» **What the task requires**:
Exact copies of all the entries are needed.
↓↓↓
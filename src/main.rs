use std::path::PathBuf;

use anyhow::Context;
use chrono::{TimeZone, Utc};
use clap::Parser;
use technical::strategy::{analyze_candles, TechnicalReport};
use technical::synthetic::{MarketScenario, SyntheticDataGenerator};
use technical::EngineConfig;

/// Run every indicator and the MA cross analysis over a synthetic series
#[derive(Debug, Parser)]
#[command(name = "technical", version)]
struct Args {
    /// Market scenario to simulate
    #[arg(long, value_enum, default_value = "reversal")]
    scenario: MarketScenario,

    /// Number of daily candles to generate
    #[arg(long, default_value_t = 120)]
    candles: usize,

    /// Seed for the price generator
    #[arg(long, default_value_t = 42)]
    seed: u64,

    /// Optional config file (TOML/JSON/YAML), merged over the defaults
    #[arg(long)]
    config: Option<PathBuf>,

    /// Print the full report as JSON instead of a log summary
    #[arg(long)]
    json: bool,
}

fn main() -> anyhow::Result<()> {
    dotenvy::dotenv().ok();
    setup_logging();

    let args = Args::parse();
    let config = EngineConfig::load(args.config.as_deref()).context("Failed to load config")?;

    let start = Utc
        .with_ymd_and_hms(2024, 1, 1, 0, 0, 0)
        .single()
        .context("Invalid start date")?;
    let candles =
        SyntheticDataGenerator::new(args.seed).generate(args.scenario, start, args.candles, 1440);

    tracing::info!(
        "📊 Analyzing {} {:?} candles (seed {})",
        candles.len(),
        args.scenario,
        args.seed
    );

    let report = analyze_candles(&candles, &config);

    if args.json {
        println!("{}", serde_json::to_string_pretty(&report)?);
    } else {
        log_summary(&report);
    }

    Ok(())
}

fn setup_logging() {
    let filter = tracing_subscriber::EnvFilter::try_from_default_env()
        .unwrap_or_else(|_| tracing_subscriber::EnvFilter::new("technical=info"));
    tracing_subscriber::fmt().with_env_filter(filter).init();
}

fn log_summary(report: &TechnicalReport) {
    let latest = |series: &technical::IndicatorSeries| {
        series
            .last_valid()
            .map(|(_, v)| format!("{v:.2}"))
            .unwrap_or_else(|| "n/a".to_string())
    };

    tracing::info!("Latest values:");
    tracing::info!("  RSI: {}", latest(&report.rsi));
    tracing::info!(
        "  MACD: line={} signal={} histogram={}",
        latest(&report.macd.macd_line),
        latest(&report.macd.signal_line),
        latest(&report.macd.histogram)
    );
    tracing::info!(
        "  KDJ: K={} D={} J={}",
        latest(&report.kdj.k),
        latest(&report.kdj.d),
        latest(&report.kdj.j)
    );
    tracing::info!(
        "  BOLL: upper={} middle={} lower={}",
        latest(&report.bollinger.upper),
        latest(&report.bollinger.middle),
        latest(&report.bollinger.lower)
    );

    let crosses = &report.crosses;
    tracing::info!(
        "Crosses: {} golden, {} death, {} none; current trend {}",
        crosses.statistics.golden_crosses,
        crosses.statistics.death_crosses,
        crosses.statistics.no_crosses,
        crosses.trend
    );
    if crosses.recent.is_empty() {
        tracing::info!("  No recent crosses");
    }
}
↑↑↑
» **Response**:
filename src/main.rs
use std::path::PathBuf;

use anyhow::Context;
use chrono::{TimeZone, Utc};
use clap::Parser;
use technical::strategy::{analyze_candles, TechnicalReport};
use technical::synthetic::{MarketScenario, SyntheticDataGenerator};
use technical::EngineConfig;

/// Run every indicator and the MA cross analysis over a synthetic series
#[derive(Debug, Parser)]
#[command(name = "technical", version)]
struct Args {
    /// Market scenario to simulate
    #[arg(long, value_enum, default_value = "reversal")]
    scenario: MarketScenario,

    /// Number of daily candles to generate
    #[arg(long, default_value_t = 120)]
    candles: usize,

    /// Seed for the price generator
    #[arg(long, default_value_t = 42)]
    seed: u64,

    /// Optional config file (TOML/JSON/YAML), merged over the defaults
    #[arg(long)]
    config: Option<PathBuf>,

    /// Print the full report as JSON instead of a log summary
    #[arg(long)]
    json: bool,
}

fn main() -> anyhow::Result<()> {
    dotenvy::dotenv().ok();
    setup_logging();

    let args = Args::parse();
    let config = EngineConfig::load(args.config.as_deref()).context("Failed to load config")?;

    let start = Utc
        .with_ymd_and_hms(2024, 1, 1, 0, 0, 0)
        .single()
        .context("Invalid start date")?;
    let candles =
        SyntheticDataGenerator::new(args.seed).generate(args.scenario, start, args.candles, 1440);

    tracing::info!(
        "📊 Analyzing {} {:?} candles (seed {})",
        candles.len(),
        args.scenario,
        args.seed
    );

    let report = analyze_candles(&candles, &config);

    if args.json {
        println!("{}", serde_json::to_string_pretty(&report)?);
    } else {
        log_summary(&report);
    }

    Ok(())
}

fn setup_logging() {
    let filter = tracing_subscriber::EnvFilter::try_from_default_env()
        .unwrap_or_else(|_| tracing_subscriber::EnvFilter::new("technical=info"));
    tracing_subscriber::fmt().with_env_filter(filter).init();
}

fn log_summary(report: &TechnicalReport) {
    let latest = |series: &technical::IndicatorSeries| {
        series
            .last_valid()
            .map(|(_, v)| format!("{v:.2}"))
            .unwrap_or_else(|| "n/a".to_string())
    };

    tracing::info!("Latest values:");
    tracing::info!("  RSI: {}", latest(&report.rsi));
    tracing::info!(
        "  MACD: line={} signal={} histogram={}",
        latest(&report.macd.macd_line),
        latest(&report.macd.signal_line),
        latest(&report.macd.histogram)
    );
    tracing::info!(
        "  KDJ: K={} D={} J={}",
        latest(&report.kdj.k),
        latest(&report.kdj.d),
        latest(&report.kdj.j)
    );
    tracing::info!(
        "  BOLL: upper={} middle={} lower={}",
        latest(&report.bollinger.upper),
        latest(&report.bollinger.middle),
        latest(&report.bollinger.lower)
    );

    let crosses = &report.crosses;
    tracing::info!(
        "Crosses: {} golden, {} death, {} none; current trend {}",
        crosses.statistics.golden_crosses,
        crosses.statistics.death_crosses,
        crosses.statistics.no_crosses,
        crosses.trend
    );
    if crosses.recent.is_empty() {
        tracing::info!("  No recent crosses");
    }
}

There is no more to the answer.